- [Data provided]
impl Settings {
    fn get_json_value_by_path<'a>(
        root: &'a serde_json::Value,
        key: &str,
    ) -> Option<&'a serde_json::Value> {
        if key.is_empty() {
            return None;
        }

        let mut current = root;
        for part in key.split('.') {
            current = current.get(part)?;
        }
        Some(current)
    }

    fn set_json_value_by_path(
        root: &mut serde_json::Value,
        key: &str,
        value: &str,
    ) -> Result<(), ConfigError> {
        let unknown = || ConfigError::UnknownKey(key.to_string());
        let invalid = |message: String| ConfigError::InvalidValue {
            key: key.to_string(),
            message,
        };

        let mut parts = key.split('.').peekable();
        if key.is_empty() {
            return Err(unknown());
        }

        let mut current = root;
        while let Some(part) = parts.next() {
            if parts.peek().is_some() {
                current = current.get_mut(part).ok_or_else(unknown)?;
                continue;
            }

            let obj = current.as_object_mut().ok_or_else(unknown)?;
            let existing = obj.get(part).ok_or_else(unknown)?;

            let new_value = match existing {
                serde_json::Value::Bool(_) => serde_json::Value::Bool(
                    value
                        .parse::<bool>()
                        .map_err(|e| invalid(e.to_string()))?,
                ),
                serde_json::Value::Number(_) => {
                    if let Ok(n) = value.parse::<u64>() {
                        serde_json::Value::Number(n.into())
                    } else if let Ok(n) = value.parse::<f64>() {
                        serde_json::Number::from_f64(n)
                            .map(serde_json::Value::Number)
                            .ok_or_else(|| invalid(format!("cannot parse '{value}' as number")))?
                    } else {
                        return Err(invalid(format!("cannot parse '{value}' as number")));
                    }
                }
                serde_json::Value::Object(_) | serde_json::Value::Array(_) => {
                    serde_json::from_str(value).map_err(|e| invalid(e.to_string()))?
                }
                _ => serde_json::Value::String(value.into()),
            };

            obj.insert(part.to_string(), new_value);
            return Ok(());
        }

        Err(unknown())
    }

    /// Default settings file location.
    pub fn path() -> Result<PathBuf, ConfigError> {
        Ok(data_dir()?.join("settings.toml"))
    }

    /// Load from the default location, writing defaults if the file is missing.
    ///
    /// # Errors
    ///
    /// Returns an error if the file exists but cannot be parsed, or if the
    /// default settings cannot be written.
    pub fn load() -> Result<Self, ConfigError> {
        let path = Self::path()?;
        if path.exists() {
            Self::load_from(&path)
        } else {
            let settings = Self::default();
            settings.save_to(&path)?;
            Ok(settings)
        }
    }

    /// Load from an explicit path.
    pub fn load_from(path: &Path) -> Result<Self, ConfigError> {
        let content = std::fs::read_to_string(path).map_err(|e| ConfigError::LoadFailed {
            path: path.to_path_buf(),
            message: e.to_string(),
        })?;
        let settings: Settings = toml::from_str(&content)?;
        Ok(settings.clamped())
    }

    /// Persist to the default location.
    pub fn save(&self) -> Result<(), ConfigError> {
        self.save_to(&Self::path()?)
    }

    /// Persist to an explicit path.
    pub fn save_to(&self, path: &Path) -> Result<(), ConfigError> {
        let content = toml::to_string_pretty(self)?;
        std::fs::write(path, content).map_err(|e| ConfigError::SaveFailed {
            path: path.to_path_buf(),
            message: e.to_string(),
        })
    }

    /// Load from disk, returning defaults on any error.
    pub fn load_or_default() -> Self {
        Self::load().unwrap_or_default()
    }

    /// Get a settings value as string by dot-separated key.
    pub fn get(&self, key: &str) -> Option<String> {
        let json = serde_json::to_value(self).ok()?;
        let val = Self::get_json_value_by_path(&json, key)?;
        match val {
            serde_json::Value::String(s) => Some(s.clone()),
            other => Some(other.to_string()),
        }
    }

    /// Set a value by dot-separated key, in memory only.
    ///
    /// # Errors
    ///
    /// Returns an error if the key is unknown or the value does not fit the
    /// field's type.
    pub fn set(&mut self, key: &str, value: &str) -> Result<(), ConfigError> {
        let mut json = serde_json::to_value(&*self).map_err(|e| ConfigError::ParseFailed(e.to_string()))?;
        Self::set_json_value_by_path(&mut json, key, value)?;
        let updated: Settings =
            serde_json::from_value(json).map_err(|e| ConfigError::InvalidValue {
                key: key.to_string(),
                message: e.to_string(),
            })?;
        *self = updated.clamped();
        Ok(())
    }

    /// Copy with every value forced inside its hard safety limit.
    pub fn clamped(mut self) -> Self {
        use limits::*;

        let unit = |v: f64| v.clamp(0.0, 1.0);

        self.flash.hydra_limit = self.flash.hydra_limit.min(MAX_IMAGES_ON_SCREEN);
        self.flash.images_per_flash = self.flash.images_per_flash.clamp(1, MAX_IMAGES_ON_SCREEN);
        self.flash.freq_per_min = self.flash.freq_per_min.clamp(0.0, MAX_FLASHES_PER_MIN);
        self.flash.image_alpha = unit(self.flash.image_alpha);
        self.startle.freq_per_hour = self.startle.freq_per_hour.clamp(0.0, MAX_VIDEOS_PER_HOUR);
        self.subliminal.freq_per_min =
            self.subliminal.freq_per_min.clamp(0.0, MAX_SUBLIMINALS_PER_MIN);
        self.subliminal.opacity = unit(self.subliminal.opacity);
        self.subliminal.audio_volume = unit(self.subliminal.audio_volume);
        self.attention.density = self.attention.density.min(MAX_ATTENTION_DENSITY);
        self.attention.lifespan_secs = self.attention.lifespan_secs.max(0.5);
        self.bubbles.lifespan_secs = self.bubbles.lifespan_secs.clamp(1.0, 120.0);
        self.limits.max_bubbles = self.limits.max_bubbles.min(MAX_BUBBLES);
        self.limits.max_flashes = self.limits.max_flashes.min(MAX_IMAGES_ON_SCREEN);
        self.overlay.opacity = unit(self.overlay.opacity);
        self.tint.opacity = unit(self.tint.opacity);
        self.audio.volume = unit(self.audio.volume);
        self.audio.ducking_strength = self.audio.ducking_strength.min(100);
        self.ramp.duration_min = self.ramp.duration_min.max(0.0);
        self.ramp.multiplier = self.ramp.multiplier.max(0.0);
        self.player.level = self.player.level.max(1);
        self.player.xp = self.player.xp.max(0.0);
        self
    }

    /// Whether moving from `old` to `self` changes event timing.
    pub fn needs_reschedule(&self, old: &Settings) -> bool {
        self.flash.enabled != old.flash.enabled
            || self.flash.freq_per_min != old.flash.freq_per_min
            || self.startle.enabled != old.startle.enabled
            || self.startle.freq_per_hour != old.startle.freq_per_hour
            || self.subliminal.enabled != old.subliminal.enabled
            || self.subliminal.freq_per_min != old.subliminal.freq_per_min
            || self.subliminal.audio_enabled != old.subliminal.audio_enabled
            || self.bubbles != old.bubbles
            || self.ramp != old.ramp
    }
}
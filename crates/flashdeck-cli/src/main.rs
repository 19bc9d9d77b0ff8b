use clap::{Parser, Subcommand};
use tracing_subscriber::EnvFilter;

mod commands;

#[derive(Parser)]
#[command(name = "flashdeck", version, about = "Flashdeck effect engine CLI")]
struct Cli {
    #[command(subcommand)]
    command: Commands,
}

#[derive(Subcommand)]
enum Commands {
    /// Configuration management
    Config {
        #[command(subcommand)]
        action: commands::config::ConfigAction,
    },
    /// Player level and XP
    Progress {
        #[command(subcommand)]
        action: commands::progress::ProgressAction,
    },
    /// Run a session on a virtual clock and print its events as JSON lines
    Simulate(commands::simulate::SimulateArgs),
    /// Run a headless session in real time with the watchers attached
    Run(commands::run::RunArgs),
}

fn main() {
    // Logs go to stderr so stdout stays machine-readable.
    tracing_subscriber::fmt()
        .with_env_filter(
            EnvFilter::try_from_default_env().unwrap_or_else(|_| EnvFilter::new("info")),
        )
        .with_writer(std::io::stderr)
        .init();

    let cli = Cli::parse();
    let result = match cli.command {
        Commands::Config { action } => commands::config::run(action),
        Commands::Progress { action } => commands::progress::run(action),
        Commands::Simulate(args) => commands::simulate::run(args),
        Commands::Run(args) => commands::run::run(args),
    };

    if let Err(e) = result {
        eprintln!("error: {e}");
        std::process::exit(1);
    }
}
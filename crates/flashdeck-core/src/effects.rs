use serde::{Deserialize, Serialize};
use std::fmt;

/// Event types driven by the scheduler, each on its own timer.
#[derive(Debug, Clone, Copy, PartialEq, Eq, Hash, PartialOrd, Ord, Serialize, Deserialize)]
#[serde(rename_all = "lowercase")]
pub enum EventType {
    Flash,
    Subliminal,
    Startle,
    Bubble,
}

impl EventType {
    pub const ALL: [EventType; 4] = [
        EventType::Flash,
        EventType::Subliminal,
        EventType::Startle,
        EventType::Bubble,
    ];

    pub fn as_str(self) -> &'static str {
        match self {
            EventType::Flash => "flash",
            EventType::Subliminal => "subliminal",
            EventType::Startle => "startle",
            EventType::Bubble => "bubble",
        }
    }

    /// Everything except the startle video re-arms itself after firing.
    pub fn self_rearming(self) -> bool {
        !matches!(self, EventType::Startle)
    }
}

impl fmt::Display for EventType {
    fn fmt(&self, f: &mut fmt::Formatter<'_>) -> fmt::Result {
        f.write_str(self.as_str())
    }
}

impl std::str::FromStr for EventType {
    type Err = String;

    fn from_str(s: &str) -> Result<Self, Self::Err> {
        match s.to_ascii_lowercase().as_str() {
            "flash" => Ok(EventType::Flash),
            "subliminal" => Ok(EventType::Subliminal),
            "startle" | "video" => Ok(EventType::Startle),
            "bubble" | "bubbles" => Ok(EventType::Bubble),
            other => Err(format!("unknown event type: {other}")),
        }
    }
}

/// Effects whose concurrent presence the arbiter tracks.
#[derive(Debug, Clone, Copy, PartialEq, Eq, Hash, Serialize, Deserialize)]
#[serde(rename_all = "lowercase")]
pub enum EffectKind {
    Flash,
    Bubble,
    Overlay,
    Video,
}

/// Media categories served by the media library.
#[derive(Debug, Clone, Copy, PartialEq, Eq, Hash, Serialize, Deserialize)]
#[serde(rename_all = "snake_case")]
pub enum MediaCategory {
    FlashImage,
    FlashSound,
    StartleVideo,
    SubliminalAudio,
}

#[cfg(test)]
mod tests {
    use super::*;

    #[test]
    fn test_parses_event_type_aliases() {
        assert_eq!("Flash".parse::<EventType>(), Ok(EventType::Flash));
        assert_eq!("video".parse::<EventType>(), Ok(EventType::Startle));
        assert_eq!("bubbles".parse::<EventType>(), Ok(EventType::Bubble));
        assert!("spiral".parse::<EventType>().is_err());
    }

    #[test]
    fn test_only_startle_is_not_self_rearming() {
        let non: Vec<_> = EventType::ALL
            .iter()
            .filter(|t| !t.self_rearming())
            .collect();
        assert_eq!(non, vec![&EventType::Startle]);
    }
}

- [What you have to do]
When you reach the line that contains "current = current.get_mut(part).ok_or_else(unknown)?;", stop; that line and every line before it, from the very first line of the data, should be restated word for word.

- [Result for this exercise]
impl Settings {
    fn get_json_value_by_path<'a>(
        root: &'a serde_json::Value,
        key: &str,
    ) -> Option<&'a serde_json::Value> {
        if key.is_empty() {
            return None;
        }

        let mut current = root;
        for part in key.split('.') {
            current = current.get(part)?;
        }
        Some(current)
    }

    fn set_json_value_by_path(
        root: &mut serde_json::Value,
        key: &str,
        value: &str,
    ) -> Result<(), ConfigError> {
        let unknown = || ConfigError::UnknownKey(key.to_string());
        let invalid = |message: String| ConfigError::InvalidValue {
            key: key.to_string(),
            message,
        };

        let mut parts = key.split('.').peekable();
        if key.is_empty() {
            return Err(unknown());
        }

        let mut current = root;
        while let Some(part) = parts.next() {
            if parts.peek().is_some() {
                current = current.get_mut(part).ok_or_else(unknown)?;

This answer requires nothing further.